痛みで萎えた心を見透かすように静かに問い掛けてくれている。「まだやれるか?」と問われていると思った。理由は判らなかったが全てこの青年に任せたら解決してくれるのではないかと思った。
でもダメだ。助けたいと思ったのは、私だから。
やれないわけない。痛くなんかない。これくらいで泣いたりしないんだからっ。
自分に何度も言い聞かせる。泣いたりしないんだ。子供じゃないんだから。
軽く唇をかんで再び闇に手を伸ばす。
同じようにバチっと痛みを感じる。痛みを感じるという事は触れられているということだ。
荒くなる呼吸を感じながらそれでも影の中に手を入れていく。ゆっくりと闇の中をかき混ぜるように中を探る。

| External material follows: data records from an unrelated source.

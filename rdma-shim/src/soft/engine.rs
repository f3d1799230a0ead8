//! QP state machine and RC transfer engine of the software fabric.
//!
//! Transfers execute synchronously inside `post_send`; the completion is
//! queued on the CQs exactly as the HCA would report it.

use crate::error::{Error, ShimResult};
use crate::types::wc_status::*;
use crate::types::*;

use super::fabric::{Fabric, SoftQp};
use super::FailPoint;

/// mlx5 CQE syndromes, reported as `vendor_err`.
mod syndrome {
    pub const LOCAL_LENGTH: u32 = 0x01;
    pub const LOCAL_PROT: u32 = 0x04;
    pub const WR_FLUSHED: u32 = 0x05;
    pub const REMOTE_INVAL_REQ: u32 = 0x12;
    pub const REMOTE_ACCESS: u32 = 0x13;
    pub const TRANSPORT_RETRY_EXC: u32 = 0x15;
    pub const RNR_RETRY_EXC: u32 = 0x16;
}

fn required_mask(from: QpState, to: QpState) -> Option<QpAttrMask> {
    match (from, to) {
        (QpState::Reset, QpState::Init) => Some(QpAttrMask::INIT_REQUIRED),
        (QpState::Init, QpState::Rtr) => Some(QpAttrMask::RTR_REQUIRED),
        (QpState::Rtr, QpState::Rts) => Some(QpAttrMask::RTS_REQUIRED),
        (_, QpState::Reset) | (_, QpState::Err) => Some(QpAttrMask::STATE),
        _ => None,
    }
}

fn apply_masked(dst: &mut QpAttr, src: &QpAttr, mask: QpAttrMask) {
    if mask.contains(QpAttrMask::ACCESS_FLAGS) {
        dst.qp_access_flags = src.qp_access_flags;
    }
    if mask.contains(QpAttrMask::PKEY_INDEX) {
        dst.pkey_index = src.pkey_index;
    }
    if mask.contains(QpAttrMask::PORT) {
        dst.port_num = src.port_num;
    }
    if mask.contains(QpAttrMask::AV) {
        dst.ah_attr = src.ah_attr;
    }
    if mask.contains(QpAttrMask::PATH_MTU) {
        dst.path_mtu = src.path_mtu;
    }
    if mask.contains(QpAttrMask::TIMEOUT) {
        dst.timeout = src.timeout;
    }
    if mask.contains(QpAttrMask::RETRY_CNT) {
        dst.retry_cnt = src.retry_cnt;
    }
    if mask.contains(QpAttrMask::RNR_RETRY) {
        dst.rnr_retry = src.rnr_retry;
    }
    if mask.contains(QpAttrMask::RQ_PSN) {
        dst.rq_psn = src.rq_psn;
    }
    if mask.contains(QpAttrMask::MAX_QP_RD_ATOMIC) {
        dst.max_rd_atomic = src.max_rd_atomic;
    }
    if mask.contains(QpAttrMask::MIN_RNR_TIMER) {
        dst.min_rnr_timer = src.min_rnr_timer;
    }
    if mask.contains(QpAttrMask::SQ_PSN) {
        dst.sq_psn = src.sq_psn;
    }
    if mask.contains(QpAttrMask::MAX_DEST_RD_ATOMIC) {
        dst.max_dest_rd_atomic = src.max_dest_rd_atomic;
    }
    if mask.contains(QpAttrMask::DEST_QPN) {
        dst.dest_qp_num = src.dest_qp_num;
    }
    dst.qp_state = src.qp_state;
}

impl Fabric {
    fn qp(&self, qpn: u32) -> ShimResult<&SoftQp> {
        self.qps.get(&qpn).ok_or(Error::EINVAL)
    }

    pub fn query_qp_state(&self, qpn: u32) -> ShimResult<QpState> {
        Ok(self.qp(qpn)?.attr.qp_state)
    }

    pub fn modify_qp(&mut self, qpn: u32, attr: &QpAttr, mask: QpAttrMask) -> ShimResult<()> {
        let qp = self.qp(qpn)?;
        if !mask.contains(QpAttrMask::STATE) {
            return Err(Error::EINVAL);
        }
        let from = qp.attr.qp_state;
        let to = attr.qp_state;
        let required = required_mask(from, to).ok_or_else(|| {
            log::debug!("soft fabric: QP {:#x} illegal transition {:?} -> {:?}", qpn, from, to);
            Error::EINVAL
        })?;
        if !mask.contains(required) {
            log::debug!(
                "soft fabric: QP {:#x} {:?} -> {:?} missing attrs {:#x}",
                qpn,
                from,
                to,
                required.bits() & !mask.bits()
            );
            return Err(Error::EINVAL);
        }

        let device = self.device(qp.dev)?;
        if device.should_fail(FailPoint::ModifyQp(to)) {
            log::debug!("soft fabric: injected failure at {:?}", FailPoint::ModifyQp(to));
            return Err(Error::EINVAL);
        }
        if mask.contains(QpAttrMask::PORT) && device.port(attr.port_num).is_none() {
            return Err(Error::EINVAL);
        }
        if mask.contains(QpAttrMask::PKEY_INDEX) && attr.pkey_index != 0 {
            // single-entry P_Key table
            return Err(Error::EINVAL);
        }
        if mask.contains(QpAttrMask::DEST_QPN) && attr.dest_qp_num == 0 {
            return Err(Error::EINVAL);
        }
        if mask.contains(QpAttrMask::AV) {
            let port = device.port(attr.ah_attr.port_num).ok_or(Error::EINVAL)?;
            match attr.ah_attr.grh {
                Some(grh) if grh.sgid_index as usize >= port.gids.len() => {
                    return Err(Error::EINVAL)
                }
                None if port.link_layer == LINK_LAYER_ETHERNET => {
                    log::debug!("soft fabric: RoCE port needs a GRH in the address vector");
                    return Err(Error::EINVAL);
                }
                _ => {}
            }
        }

        let mut updated = qp.attr;
        apply_masked(&mut updated, attr, mask);
        log::debug!("soft fabric: QP {:#x} {:?} -> {:?}", qpn, from, to);
        match to {
            QpState::Reset => {
                let qp = self.qps.get_mut(&qpn).ok_or(Error::EINVAL)?;
                qp.attr = QpAttr::default();
                qp.recv_queue.clear();
                qp.sq_inflight = 0;
            }
            QpState::Err => self.move_to_error(qpn),
            _ => {
                let qp = self.qps.get_mut(&qpn).ok_or(Error::EINVAL)?;
                qp.attr = updated;
            }
        }
        Ok(())
    }

    /// Flushes outstanding receives, as the HCA does on entering ERR.
    fn move_to_error(&mut self, qpn: u32) {
        let (recv_cq, flushed) = match self.qps.get_mut(&qpn) {
            Some(qp) => {
                qp.attr.qp_state = QpState::Err;
                (qp.recv_cq, qp.recv_queue.drain(..).collect::<Vec<_>>())
            }
            None => return,
        };
        for wr in flushed {
            self.push_cqe(
                recv_cq,
                WorkCompletion {
                    wr_id: wr.wr_id,
                    status: WR_FLUSH_ERR,
                    opcode: WcOpcode::Recv,
                    vendor_err: syndrome::WR_FLUSHED,
                    byte_len: 0,
                    qp_num: qpn,
                },
            );
        }
    }

    pub fn post_recv(&mut self, qpn: u32, wr: &RecvWr) -> ShimResult<()> {
        let dev = self.qp(qpn)?.dev;
        if self.device(dev)?.should_fail(FailPoint::PostRecv) {
            log::debug!("soft fabric: injected failure at {:?}", FailPoint::PostRecv);
            return Err(Error::ENOMEM);
        }
        let qp = self.qps.get_mut(&qpn).ok_or(Error::EINVAL)?;
        match qp.attr.qp_state {
            QpState::Reset | QpState::Err | QpState::Unknown => return Err(Error::EINVAL),
            _ => {}
        }
        if qp.recv_queue.len() >= qp.cap.max_recv_wr as usize {
            return Err(Error::ENOMEM);
        }
        qp.recv_queue.push_back(*wr);
        Ok(())
    }

    /// Checks that `sge` is covered by an MR of `pd` registered under `lkey`.
    fn local_sge_ok(&self, pd: u64, sge: &Sge, need: AccessFlags) -> bool {
        self.mrs.values().any(|mr| {
            mr.pd == pd
                && mr.lkey == sge.lkey
                && mr.access.contains(need)
                && mr.covers(sge.addr, sge.length as u64)
        })
    }

    fn remote_mr_ok(&self, peer: &SoftQp, target: &RdmaTarget, len: u64, need: AccessFlags) -> bool {
        peer.attr.qp_access_flags.contains(need)
            && self.mrs.values().any(|mr| {
                mr.dev == peer.dev
                    && mr.pd == peer.pd
                    && mr.rkey == target.rkey
                    && mr.access.contains(need)
                    && mr.covers(target.remote_addr, len)
            })
    }

    /// Whether `from`'s address vector reaches the port `to` is bound to.
    fn reaches(&self, from: &SoftQp, to: &SoftQp) -> bool {
        let port = match self
            .devices
            .get(to.dev)
            .and_then(|d| d.port(to.attr.port_num))
        {
            Some(port) => port,
            None => return false,
        };
        let ah = &from.attr.ah_attr;
        match ah.grh {
            Some(grh) => port.gids.contains(&grh.dgid),
            None => port.link_layer == LINK_LAYER_INFINIBAND && ah.dlid == port.lid,
        }
    }

    /// Resolves the responder of `qpn`, or `None` if the packet would never
    /// be acknowledged.
    fn route(&self, qpn: u32) -> Option<u32> {
        let local = self.qps.get(&qpn)?;
        let peer_qpn = local.attr.dest_qp_num;
        let peer = self.qps.get(&peer_qpn)?;
        let ready = matches!(peer.attr.qp_state, QpState::Rtr | QpState::Rts);
        if ready
            && peer.attr.dest_qp_num == qpn
            && self.reaches(local, peer)
            && self.reaches(peer, local)
        {
            Some(peer_qpn)
        } else {
            None
        }
    }

    pub fn post_send(&mut self, qpn: u32, wr: &SendWr) -> ShimResult<()> {
        let qp = self.qp(qpn)?;
        if qp.attr.qp_state != QpState::Rts {
            return Err(Error::EINVAL);
        }
        if qp.sq_inflight >= qp.cap.max_send_wr {
            return Err(Error::ENOMEM);
        }
        if wr.opcode != WrOpcode::Send && wr.rdma.is_none() {
            return Err(Error::EINVAL);
        }
        let signaled = wr.signaled || qp.sq_sig_all;
        let send_cq = qp.send_cq;

        let (status, vendor_err) = self.execute(qpn, wr);
        if status != SUCCESS {
            log::debug!(
                "soft fabric: QP {:#x} wr_id {} failed: {}",
                qpn,
                wr.wr_id,
                status_str(status)
            );
        }
        if signaled || status != SUCCESS {
            if let Some(qp) = self.qps.get_mut(&qpn) {
                qp.sq_inflight += 1;
            }
            self.push_cqe(
                send_cq,
                WorkCompletion {
                    wr_id: wr.wr_id,
                    status,
                    opcode: wr.opcode.into(),
                    vendor_err,
                    byte_len: if status == SUCCESS { wr.sge.length } else { 0 },
                    qp_num: qpn,
                },
            );
        }
        if status != SUCCESS {
            self.move_to_error(qpn);
        }
        Ok(())
    }

    /// Runs one request to completion; returns the requester's status.
    fn execute(&mut self, qpn: u32, wr: &SendWr) -> (u32, u32) {
        let qp = match self.qps.get(&qpn) {
            Some(qp) => qp,
            None => return (LOC_QP_OP_ERR, 0),
        };
        let local_need = match wr.opcode {
            WrOpcode::RdmaRead => AccessFlags::LOCAL_WRITE,
            _ => AccessFlags::empty(),
        };
        if !self.local_sge_ok(qp.pd, &wr.sge, local_need) {
            return (LOC_PROT_ERR, syndrome::LOCAL_PROT);
        }
        let peer_qpn = match self.route(qpn) {
            Some(peer) => peer,
            None => return (RETRY_EXC_ERR, syndrome::TRANSPORT_RETRY_EXC),
        };
        let peer = match self.qps.get(&peer_qpn) {
            Some(peer) => peer,
            None => return (RETRY_EXC_ERR, syndrome::TRANSPORT_RETRY_EXC),
        };
        let len = wr.sge.length as u64;

        match (wr.opcode, wr.rdma) {
            (WrOpcode::RdmaWrite, Some(target)) => {
                if !self.remote_mr_ok(peer, &target, len, AccessFlags::REMOTE_WRITE) {
                    return (REM_ACCESS_ERR, syndrome::REMOTE_ACCESS);
                }
                // SAFETY: both ranges lie inside registered MRs, whose owners
                // keep the memory alive until deregistration.
                unsafe { copy_bytes(wr.sge.addr, target.remote_addr, len) };
                (SUCCESS, 0)
            }
            (WrOpcode::RdmaRead, Some(target)) => {
                if !self.remote_mr_ok(peer, &target, len, AccessFlags::REMOTE_READ) {
                    return (REM_ACCESS_ERR, syndrome::REMOTE_ACCESS);
                }
                // SAFETY: see above.
                unsafe { copy_bytes(target.remote_addr, wr.sge.addr, len) };
                (SUCCESS, 0)
            }
            (WrOpcode::Send, _) => self.deliver(peer_qpn, wr),
            _ => (LOC_QP_OP_ERR, 0),
        }
    }

    fn deliver(&mut self, peer_qpn: u32, wr: &SendWr) -> (u32, u32) {
        let (recv, peer_pd, recv_cq, rnr_retry) = match self.qps.get_mut(&peer_qpn) {
            Some(peer) => (
                peer.recv_queue.pop_front(),
                peer.pd,
                peer.recv_cq,
                peer.attr.rnr_retry,
            ),
            None => return (RETRY_EXC_ERR, syndrome::TRANSPORT_RETRY_EXC),
        };
        let recv = match recv {
            Some(recv) => recv,
            None => {
                log::debug!(
                    "soft fabric: QP {:#x} has no posted receive (rnr_retry {})",
                    peer_qpn,
                    rnr_retry
                );
                return (RNR_RETRY_EXC_ERR, syndrome::RNR_RETRY_EXC);
            }
        };

        let mut wc = WorkCompletion {
            wr_id: recv.wr_id,
            status: SUCCESS,
            opcode: WcOpcode::Recv,
            vendor_err: 0,
            byte_len: wr.sge.length,
            qp_num: peer_qpn,
        };
        let result = if recv.sge.length < wr.sge.length {
            wc.status = LOC_LEN_ERR;
            wc.vendor_err = syndrome::LOCAL_LENGTH;
            wc.byte_len = 0;
            (REM_INV_REQ_ERR, syndrome::REMOTE_INVAL_REQ)
        } else if !self.local_sge_ok(peer_pd, &recv.sge, AccessFlags::LOCAL_WRITE) {
            wc.status = LOC_PROT_ERR;
            wc.vendor_err = syndrome::LOCAL_PROT;
            wc.byte_len = 0;
            (REM_OP_ERR, 0)
        } else {
            // SAFETY: both SGEs were validated against registered MRs.
            unsafe { copy_bytes(wr.sge.addr, recv.sge.addr, wr.sge.length as u64) };
            (SUCCESS, 0)
        };

        self.push_cqe(recv_cq, wc);
        if wc.status != SUCCESS {
            self.move_to_error(peer_qpn);
        }
        result
    }
}

/// # Safety
///
/// `src..src+len` and `dst..dst+len` must be valid, live allocations.
unsafe fn copy_bytes(src: u64, dst: u64, len: u64) {
    if len == 0 {
        return;
    }
    core::ptr::copy(src as usize as *const u8, dst as usize as *mut u8, len as usize);
}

闇は続いている痛みを除けば、暖かい少し年度の高いお湯のような触り心地だった。寒さで凍えた手には心地いいとさえ言える触覚だ。
痛みに買いを顰めながらちょっと気持ちいいかもと思ってしまっている逸夏だ。すでに手の感覚は失われつつある。最初は寒さで、次いで痛みで。
それでも諦めなかった。これくらいの痛みなら大丈夫。さっきも傷らしき後はなかったし。今も感覚は失われつつあるが指が動かないということはなかった。
やがて、先ほどまで吹いていた風がすっかり納まった頃に、逸夏はやっとそれを掴むことができた。
ホッとして逸夏は微笑んだ。そして背後を振り返り、徹の顔を見上げる。
「お願い手伝って」
「おう、任せな」
何をとは問うて来なかった。判っているという事なのだろう。
徹は逸夏の腹の辺りに左手を回し逸夏の体を支え、右手を逸夏の右手首に添えた。
後ろから抱きかかえられる形になったが、逸夏に動揺はなかった。頷く仕種だけで徹が準備が整ったことを伝えてくる。
それを合図に逸夏は力いっぱい握ったものを引き上げた。
物理的な力とは別の力を吸い取られているような感覚を覚える。気力とでも言うのだろうか?みるみる力を吸い上げられて手を放してしまいそうになる。
けれど、それでも手を離さない。ただ心の力、思いだけはしっかりと持っておこうと必死になった。
「いいぞ、逸夏。姿が見えて来た」
精いっぱいすぎて周りの良く見えない逸夏の代わりに徹が教えてくれる。それが何よりの励みになる。
歯を食いしばっている為に返事のできない逸夏は頷くだけで答えた。
大きく息を吸ってもう一度強く引く。逸夏の見えない力が溢れて淡く影の周りを包んでいた。
ゆっくり、ゆっくりと影の中から見覚えのある姿がで引き出されてくる。一歩、二歩と後ろに下がり地面に引きずられるような形で上半身までがその影から抜け出てくることができた。
「良かった……」
出会った時と変わりのないその姿を見下ろして思わず声が漏れた。
やがて全身が引き出された。力尽きて地面にへたり込んでいる逸夏の隣で老紳士は驚いたような情けないような顔つきで逸夏と背後の青年を交互に見ていた。